Read the records beneath this task and copy every line that contains the string "BackupArtifact".

____ MATERIAL SUPPLIED

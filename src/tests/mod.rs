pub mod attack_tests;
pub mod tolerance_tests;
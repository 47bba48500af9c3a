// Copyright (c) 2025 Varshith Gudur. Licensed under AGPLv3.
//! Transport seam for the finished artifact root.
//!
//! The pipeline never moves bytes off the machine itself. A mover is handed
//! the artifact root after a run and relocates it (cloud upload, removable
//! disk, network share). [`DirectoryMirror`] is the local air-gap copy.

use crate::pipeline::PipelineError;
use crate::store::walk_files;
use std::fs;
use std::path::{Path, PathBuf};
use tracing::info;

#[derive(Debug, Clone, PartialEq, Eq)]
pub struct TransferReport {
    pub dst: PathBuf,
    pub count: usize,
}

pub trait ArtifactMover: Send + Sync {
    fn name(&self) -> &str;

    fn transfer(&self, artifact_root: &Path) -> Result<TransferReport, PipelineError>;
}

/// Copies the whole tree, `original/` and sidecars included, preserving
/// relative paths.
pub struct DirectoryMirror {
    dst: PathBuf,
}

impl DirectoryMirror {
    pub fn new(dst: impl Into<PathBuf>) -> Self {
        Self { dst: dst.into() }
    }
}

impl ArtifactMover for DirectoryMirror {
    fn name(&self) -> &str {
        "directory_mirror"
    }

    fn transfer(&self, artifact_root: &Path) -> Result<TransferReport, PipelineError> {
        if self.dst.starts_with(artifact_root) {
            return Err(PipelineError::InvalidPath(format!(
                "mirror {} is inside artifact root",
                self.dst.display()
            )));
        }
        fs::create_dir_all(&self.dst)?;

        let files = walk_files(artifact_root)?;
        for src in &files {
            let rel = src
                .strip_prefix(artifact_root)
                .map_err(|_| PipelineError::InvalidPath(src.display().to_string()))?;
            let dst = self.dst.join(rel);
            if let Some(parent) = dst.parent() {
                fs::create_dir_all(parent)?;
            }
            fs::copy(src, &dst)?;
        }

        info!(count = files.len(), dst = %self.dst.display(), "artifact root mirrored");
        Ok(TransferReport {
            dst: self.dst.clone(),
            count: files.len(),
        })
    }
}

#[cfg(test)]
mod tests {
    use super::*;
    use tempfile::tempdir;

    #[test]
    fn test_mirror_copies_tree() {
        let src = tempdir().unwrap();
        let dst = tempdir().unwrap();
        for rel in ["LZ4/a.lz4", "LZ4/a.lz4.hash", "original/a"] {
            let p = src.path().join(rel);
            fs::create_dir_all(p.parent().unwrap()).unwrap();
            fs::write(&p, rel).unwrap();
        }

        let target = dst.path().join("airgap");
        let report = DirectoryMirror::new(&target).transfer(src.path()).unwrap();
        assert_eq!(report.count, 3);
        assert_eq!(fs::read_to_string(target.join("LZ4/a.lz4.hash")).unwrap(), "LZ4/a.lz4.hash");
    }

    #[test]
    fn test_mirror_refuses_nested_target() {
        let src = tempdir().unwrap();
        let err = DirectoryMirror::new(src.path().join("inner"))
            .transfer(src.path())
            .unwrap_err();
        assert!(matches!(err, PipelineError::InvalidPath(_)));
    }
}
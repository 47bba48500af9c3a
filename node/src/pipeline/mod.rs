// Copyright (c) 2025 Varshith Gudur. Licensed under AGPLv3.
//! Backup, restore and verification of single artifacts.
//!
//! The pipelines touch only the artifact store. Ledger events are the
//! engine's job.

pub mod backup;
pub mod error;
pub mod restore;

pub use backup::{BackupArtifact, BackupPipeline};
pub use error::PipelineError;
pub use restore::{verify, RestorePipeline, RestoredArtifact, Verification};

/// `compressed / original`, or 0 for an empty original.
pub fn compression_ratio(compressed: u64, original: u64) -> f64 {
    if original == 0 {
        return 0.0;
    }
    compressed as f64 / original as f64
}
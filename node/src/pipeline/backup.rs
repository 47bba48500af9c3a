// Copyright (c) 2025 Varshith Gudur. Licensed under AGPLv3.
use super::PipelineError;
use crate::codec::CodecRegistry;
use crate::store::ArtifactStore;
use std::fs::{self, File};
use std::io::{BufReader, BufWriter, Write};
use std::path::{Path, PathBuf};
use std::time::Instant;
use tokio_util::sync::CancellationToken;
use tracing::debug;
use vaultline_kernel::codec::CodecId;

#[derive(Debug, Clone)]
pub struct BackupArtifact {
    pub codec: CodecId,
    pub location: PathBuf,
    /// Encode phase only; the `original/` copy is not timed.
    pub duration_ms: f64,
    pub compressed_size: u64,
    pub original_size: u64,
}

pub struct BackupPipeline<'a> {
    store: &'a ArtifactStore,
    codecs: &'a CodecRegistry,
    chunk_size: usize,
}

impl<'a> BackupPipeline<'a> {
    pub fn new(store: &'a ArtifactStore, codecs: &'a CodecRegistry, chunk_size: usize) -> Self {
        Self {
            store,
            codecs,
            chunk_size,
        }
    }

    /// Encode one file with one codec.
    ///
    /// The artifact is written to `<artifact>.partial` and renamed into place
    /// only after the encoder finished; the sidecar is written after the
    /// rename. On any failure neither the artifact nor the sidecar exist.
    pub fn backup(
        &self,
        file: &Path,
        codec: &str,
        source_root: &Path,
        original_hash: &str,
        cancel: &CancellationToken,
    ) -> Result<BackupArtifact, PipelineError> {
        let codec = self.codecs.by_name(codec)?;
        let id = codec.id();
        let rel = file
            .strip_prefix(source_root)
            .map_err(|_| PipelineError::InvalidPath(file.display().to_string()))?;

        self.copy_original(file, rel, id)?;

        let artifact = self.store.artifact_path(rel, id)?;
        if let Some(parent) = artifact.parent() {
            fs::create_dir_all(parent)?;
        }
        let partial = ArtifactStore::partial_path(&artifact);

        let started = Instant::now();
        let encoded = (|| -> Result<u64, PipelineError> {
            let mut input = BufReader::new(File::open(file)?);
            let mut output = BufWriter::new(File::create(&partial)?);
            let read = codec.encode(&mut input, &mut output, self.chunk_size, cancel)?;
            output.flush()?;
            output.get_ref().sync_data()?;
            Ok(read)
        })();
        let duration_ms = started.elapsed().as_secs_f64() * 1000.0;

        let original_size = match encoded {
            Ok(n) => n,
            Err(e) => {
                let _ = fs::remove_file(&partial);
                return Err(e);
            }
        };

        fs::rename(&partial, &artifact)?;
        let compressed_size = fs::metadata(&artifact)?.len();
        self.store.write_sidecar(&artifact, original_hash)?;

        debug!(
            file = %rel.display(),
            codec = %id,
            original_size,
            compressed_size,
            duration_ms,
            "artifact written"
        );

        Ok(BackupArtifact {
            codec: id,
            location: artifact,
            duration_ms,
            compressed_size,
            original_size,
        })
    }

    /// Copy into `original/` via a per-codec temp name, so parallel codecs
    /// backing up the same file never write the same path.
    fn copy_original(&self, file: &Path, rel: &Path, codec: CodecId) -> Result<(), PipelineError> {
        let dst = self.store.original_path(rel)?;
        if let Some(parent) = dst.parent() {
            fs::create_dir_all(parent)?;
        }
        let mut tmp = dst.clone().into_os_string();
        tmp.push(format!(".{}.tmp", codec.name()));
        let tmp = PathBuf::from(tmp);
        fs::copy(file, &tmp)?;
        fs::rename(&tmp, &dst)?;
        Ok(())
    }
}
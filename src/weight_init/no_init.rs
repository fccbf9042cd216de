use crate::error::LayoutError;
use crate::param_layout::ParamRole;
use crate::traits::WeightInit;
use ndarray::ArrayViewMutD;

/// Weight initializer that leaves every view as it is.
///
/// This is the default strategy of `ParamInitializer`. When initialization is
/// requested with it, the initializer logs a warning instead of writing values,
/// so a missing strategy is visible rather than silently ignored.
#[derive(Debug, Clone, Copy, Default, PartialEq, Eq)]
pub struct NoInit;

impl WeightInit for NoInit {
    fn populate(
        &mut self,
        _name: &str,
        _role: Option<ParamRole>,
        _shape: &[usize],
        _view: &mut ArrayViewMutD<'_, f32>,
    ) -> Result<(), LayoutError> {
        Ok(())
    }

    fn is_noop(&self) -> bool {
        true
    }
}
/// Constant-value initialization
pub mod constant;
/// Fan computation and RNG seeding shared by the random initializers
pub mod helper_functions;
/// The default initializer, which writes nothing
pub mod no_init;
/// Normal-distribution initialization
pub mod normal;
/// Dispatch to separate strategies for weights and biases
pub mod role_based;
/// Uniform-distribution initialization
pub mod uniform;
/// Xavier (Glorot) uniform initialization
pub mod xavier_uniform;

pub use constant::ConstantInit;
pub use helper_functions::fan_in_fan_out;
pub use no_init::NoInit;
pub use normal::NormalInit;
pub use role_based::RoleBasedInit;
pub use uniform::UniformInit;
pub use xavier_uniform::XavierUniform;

________

EXERCISE RESPONSE:
pub use backup::{BackupArtifact, BackupPipeline};
pub struct BackupArtifact {
    ) -> Result<BackupArtifact, PipelineError> {
        Ok(BackupArtifact {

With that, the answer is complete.